Privacy has become a major issue in the United States and Congress is paying attention. H.R. 1895, "The Do Not Track Kids Act," , a bi-partisan bill sponsored by U.S. Representatives Ed Markey (D. MA) and Joe Barton (D. TX), is pending in Congress. H.R. 1895 would amend the "Children's Online Privacy Protection Act" (COPPA) by introducing additional provisions to govern the collection and use of teens' personal information.
H.R. 1895 takes COPPA even further by prohibiting Internet companies from collecting personal information from anyone under 13 without parental consent, and from teens without their consent, and prohibits companies from profiling kids and teens for advertising. It also requires websites to have an "eraser button" to get rid of information collected about kids and teens.
H.R. 1895 is motivated by sincere concerns for the collection of children and teens' personal information online. The Act, however, could result in mandatory age verification and increased collection of personal information from all users, and thus, could infringe the rights of teenagers to access completely appropriate, lawful speech online. One change to COPPA is to the entities covered by COPPA from sites that know they are collecting information "from a [specific] child" to sites that know they collect information "from children" generally. While the amendment from "a child" to "children" seems minor, It could effectively expand COPPA to apply to most general-interest websites, rather than just websites directed at children. Although teens are known to surf the internet and visit general websites as wll as those directed at children. These websites would be faced with the choice of risking violations of COPPA, or adopting a more rigorous screening system that would validate the age and identity of every user, in order to obtain appropriate parental consent from child users. Are these requirements too burdensome?

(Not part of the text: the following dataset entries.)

//! # File-Backed Staging Store
//!
//! Persists staged entries/tags as one JSON document per scope, written with
//! a temp-file-then-rename atomic replace so a crash mid-write never leaves
//! a half-written file behind. Mutations are serialized per scope via an
//! in-process mutex; cross-process safety is out of scope (see
//! SPEC_FULL.md §10.6).

use super::{Entry, StagingStore, TagEntry};
use crate::model::Service;
use anyhow::{Context, Result};
use async_trait::async_trait;
use serde::{Deserialize, Serialize};
use std::collections::HashMap;
use std::io::Write;
use std::path::PathBuf;
use std::sync::Mutex;
use tracing::debug;

#[derive(Debug, Default, Serialize, Deserialize)]
struct ScopeDocument {
    entries: HashMap<Service, HashMap<String, Entry>>,
    tags: HashMap<Service, HashMap<String, TagEntry>>,
}

/// Staging store backed by one JSON file per scope under `root`.
#[derive(Debug)]
pub struct FileStagingStore {
    root: PathBuf,
    lock: Mutex<()>,
}

impl FileStagingStore {
    pub fn new(root: impl Into<PathBuf>) -> Self {
        Self {
            root: root.into(),
            lock: Mutex::new(()),
        }
    }

    fn path_for(&self, scope: &str) -> PathBuf {
        self.root.join(format!("{}.json", scope.replace('/', "_")))
    }

    fn read(&self, scope: &str) -> Result<ScopeDocument> {
        let path = self.path_for(scope);
        if !path.exists() {
            return Ok(ScopeDocument::default());
        }
        let bytes = std::fs::read(&path).with_context(|| format!("failed to read {}", path.display()))?;
        serde_json::from_slice(&bytes).with_context(|| format!("failed to parse {}", path.display()))
    }

    /// Write `doc` atomically: serialize to a temp file in the same
    /// directory, fsync, then rename over the target so readers never
    /// observe a partial write.
    fn write(&self, scope: &str, doc: &ScopeDocument) -> Result<()> {
        std::fs::create_dir_all(&self.root)
            .with_context(|| format!("failed to create staging dir {}", self.root.display()))?;
        let path = self.path_for(scope);
        let mut tmp = tempfile::NamedTempFile::new_in(&self.root)
            .with_context(|| format!("failed to create temp file under {}", self.root.display()))?;
        let bytes = serde_json::to_vec_pretty(doc).context("failed to serialize staging document")?;
        tmp.write_all(&bytes).context("failed to write staging document")?;
        tmp.as_file().sync_all().context("failed to fsync staging document")?;
        tmp.persist(&path)
            .with_context(|| format!("failed to replace {}", path.display()))?;
        debug!(scope, path = %path.display(), "staging document replaced atomically");
        Ok(())
    }
}

#[async_trait]
impl StagingStore for FileStagingStore {
    async fn ping(&self) -> Result<()> {
        std::fs::create_dir_all(&self.root)
            .with_context(|| format!("staging root {} is not writable", self.root.display()))?;
        Ok(())
    }

    async fn get_entry(&self, scope: &str, service: Service, name: &str) -> Result<Option<Entry>> {
        let _guard = self.lock.lock().expect("lock poisoned");
        let doc = self.read(scope)?;
        Ok(doc.entries.get(&service).and_then(|m| m.get(name)).cloned())
    }

    async fn set_entry(&self, scope: &str, service: Service, name: &str, entry: Entry) -> Result<()> {
        let _guard = self.lock.lock().expect("lock poisoned");
        let mut doc = self.read(scope)?;
        doc.entries.entry(service).or_default().insert(name.to_string(), entry);
        self.write(scope, &doc)
    }

    async fn delete_entry(&self, scope: &str, service: Service, name: &str) -> Result<()> {
        let _guard = self.lock.lock().expect("lock poisoned");
        let mut doc = self.read(scope)?;
        if let Some(m) = doc.entries.get_mut(&service) {
            m.remove(name);
        }
        self.write(scope, &doc)
    }

    async fn list_entries(&self, scope: &str, service: Service) -> Result<Vec<(String, Entry)>> {
        let _guard = self.lock.lock().expect("lock poisoned");
        let doc = self.read(scope)?;
        Ok(doc
            .entries
            .get(&service)
            .map(|m| m.iter().map(|(k, v)| (k.clone(), v.clone())).collect())
            .unwrap_or_default())
    }

    async fn get_tags(&self, scope: &str, service: Service, name: &str) -> Result<Option<TagEntry>> {
        let _guard = self.lock.lock().expect("lock poisoned");
        let doc = self.read(scope)?;
        Ok(doc.tags.get(&service).and_then(|m| m.get(name)).cloned())
    }

    async fn set_tags(&self, scope: &str, service: Service, name: &str, tags: TagEntry) -> Result<()> {
        let _guard = self.lock.lock().expect("lock poisoned");
        let mut doc = self.read(scope)?;
        doc.tags.entry(service).or_default().insert(name.to_string(), tags);
        self.write(scope, &doc)
    }

    async fn delete_tags(&self, scope: &str, service: Service, name: &str) -> Result<()> {
        let _guard = self.lock.lock().expect("lock poisoned");
        let mut doc = self.read(scope)?;
        if let Some(m) = doc.tags.get_mut(&service) {
            m.remove(name);
        }
        self.write(scope, &doc)
    }

    async fn list_tags(&self, scope: &str, service: Service) -> Result<Vec<(String, TagEntry)>> {
        let _guard = self.lock.lock().expect("lock poisoned");
        let doc = self.read(scope)?;
        Ok(doc
            .tags
            .get(&service)
            .map(|m| m.iter().map(|(k, v)| (k.clone(), v.clone())).collect())
            .unwrap_or_default())
    }

    async fn unstage_all(&self, scope: &str, service: Service) -> Result<()> {
        let _guard = self.lock.lock().expect("lock poisoned");
        let mut doc = self.read(scope)?;
        doc.entries.remove(&service);
        doc.tags.remove(&service);
        self.write(scope, &doc)
    }
}

#[cfg(test)]
mod tests {
    use super::*;
    use chrono::Utc;
    use tempfile::tempdir;

    fn entry(value: &str) -> Entry {
        Entry {
            operation: super::super::Operation::Create,
            value: Some(value.to_string()),
            staged_at: Utc::now(),
            base_modified_at: None,
            description: None,
            delete_without_recovery: false,
        }
    }

    #[tokio::test]
    async fn set_then_get_round_trips_through_disk() {
        let dir = tempdir().unwrap();
        let store = FileStagingStore::new(dir.path());
        store.set_entry("aws/1/us-east-1", Service::Secret, "n", entry("v")).await.unwrap();
        let got = store.get_entry("aws/1/us-east-1", Service::Secret, "n").await.unwrap();
        assert_eq!(got.unwrap().value.as_deref(), Some("v"));
    }

    #[tokio::test]
    async fn separate_scopes_write_separate_files() {
        let dir = tempdir().unwrap();
        let store = FileStagingStore::new(dir.path());
        store.set_entry("aws/1/us-east-1", Service::Secret, "n", entry("v1")).await.unwrap();
        store.set_entry("aws/1/us-west-2", Service::Secret, "n", entry("v2")).await.unwrap();
        let a = store.get_entry("aws/1/us-east-1", Service::Secret, "n").await.unwrap().unwrap();
        let b = store.get_entry("aws/1/us-west-2", Service::Secret, "n").await.unwrap().unwrap();
        assert_eq!(a.value.as_deref(), Some("v1"));
        assert_eq!(b.value.as_deref(), Some("v2"));
    }

    #[tokio::test]
    async fn new_store_has_no_entries() {
        let dir = tempdir().unwrap();
        let store = FileStagingStore::new(dir.path());
        let listed = store.list_entries("s", Service::Secret).await.unwrap();
        assert!(listed.is_empty());
    }

    #[tokio::test]
    async fn delete_then_reread_reflects_removal() {
        let dir = tempdir().unwrap();
        let store = FileStagingStore::new(dir.path());
        store.set_entry("s", Service::Secret, "n", entry("v")).await.unwrap();
        store.delete_entry("s", Service::Secret, "n").await.unwrap();
        assert!(store.get_entry("s", Service::Secret, "n").await.unwrap().is_none());
    }
}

Does H.R. 1895 raise First Amendment concerns by inadvertently blocking material that is constitutionally protected by depriving children of access to information that everybody would agree they should see? Children clearly do not have the same First Amendment rights as adults, but they do have some First Amendment rights. Children's speech rights are diminished in direct proportion to age -- the younger the child, the greater degree of permissible regulation. H.R. 1895 would seem to be permissible regulation.

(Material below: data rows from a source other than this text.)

use clap::Parser;
use suve::cli::Cli;

#[tokio::main]
async fn main() -> anyhow::Result<()> {
    suve::observability::init();
    let cli = Cli::parse();
    if let Err(err) = suve::cli::commands::run(cli).await {
        eprintln!("error: {err:#}");
        std::process::exit(1);
    }
    Ok(())
}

COPPA should not be confused with the Child Online Protection Act (COPA), enacted on October 23, 1998. COPA sought to prohibit online sites from knowingly making available to minors material that is “harmful to minors.” Enforcement of this law was immediately subject to legal challenge under the First Amendment. In June 2004, the Supreme Court upheld a lower court injunction against the law, ruling that it was most likely unconstitutional. COPPA and the proposed amendment thereto, on the other hand, strike an appropriate balance of protecting children from marketers and sexual predators online, while allowing children to take advantage of the many benefits of the Internet.
While no privacy protection law will ever be perfect as kids can enter fake ages when they sign up at websites and too much protection can limit kids' access to the good things on the internet, on balance H.R. 1895 is good step toward making kids safer online.
Let your members of Congress know how you feel about H.R. 1895, "The Do Not Track Kids Act."